---- Recorded information

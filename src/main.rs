// src/main.rs
mod cli;
mod clipboard;
mod config;
mod error;
mod export;
mod generator;
mod menu;
mod models;
mod store;
mod strength;
mod tui;

use clap::Parser;
use cli::Frontend;
use store::RecordStore;

fn run(cli_args: cli::Cli) -> error::AppResult<()> {
    let config = config::load_config();
    let db_path = config.resolve_database_path(cli_args.db.as_deref());
    let store = RecordStore::open(&db_path)?;

    match cli::handle_cli_command(cli_args.command, &store, &config)? {
        Some(Frontend::Menu) => menu::run_menu(&store, &config),
        Some(Frontend::Tui) => tui::run_tui(store, config),
        None => {
            log::info!("CLI command processed.");
            Ok(())
        }
    }
}

fn main() -> Result<(), error::AppError> {
    env_logger::init();
    log::info!("Starting PassGen-RS application");

    let cli_args = cli::Cli::parse();

    if let Err(e) = run(cli_args) {
        log::error!("Application failed: {:#?}", e);
        eprintln!("Error: {}", e);
        return Err(e);
    }

    log::info!("PassGen-RS application finished successfully.");
    Ok(())
}
// src/error.rs
use thiserror::Error;

#[derive(Debug, Error, PartialEq, Eq)]
pub enum GeneratorError {
    #[error("Invalid argument: {class} count must not be negative (got {count})")]
    InvalidArgument { class: &'static str, count: i64 },
    #[error("Invalid argument: password length must not exceed {max} characters")]
    TooLong { max: i64 },
}

#[derive(Debug, Error)]
pub enum StoreError {
    #[error("Storage unavailable at {path}: {reason}")]
    Unavailable { path: String, reason: String },
    #[error("Storage error: {0}")]
    Query(#[from] rusqlite::Error),
}

#[derive(Debug, Error)]
pub enum TuiError {
    #[error("Terminal I/O error: {0}")]
    Io(#[from] std::io::Error),
}

#[derive(Debug, Error)]
pub enum AppError {
    #[error("Generator error: {0}")]
    Generator(#[from] GeneratorError),
    #[error("Storage error: {0}")]
    Store(#[from] StoreError),
    #[error("TUI error: {0}")]
    Tui(#[from] TuiError),
    #[error("I/O error: {0}")]
    Io(#[from] std::io::Error),
    #[error("CLI error: {0}")]
    Cli(String),
}

pub type AppResult<T> = Result<T, AppError>;
pub type StoreResult<T> = Result<T, StoreError>;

--------

◆ Exercise objective ◆
Whenever the word "RecordStore" shows up in a line above, copy that line.

◆ Solution to the exercise ◆
use store::RecordStore;
    let store = RecordStore::open(&db_path)?;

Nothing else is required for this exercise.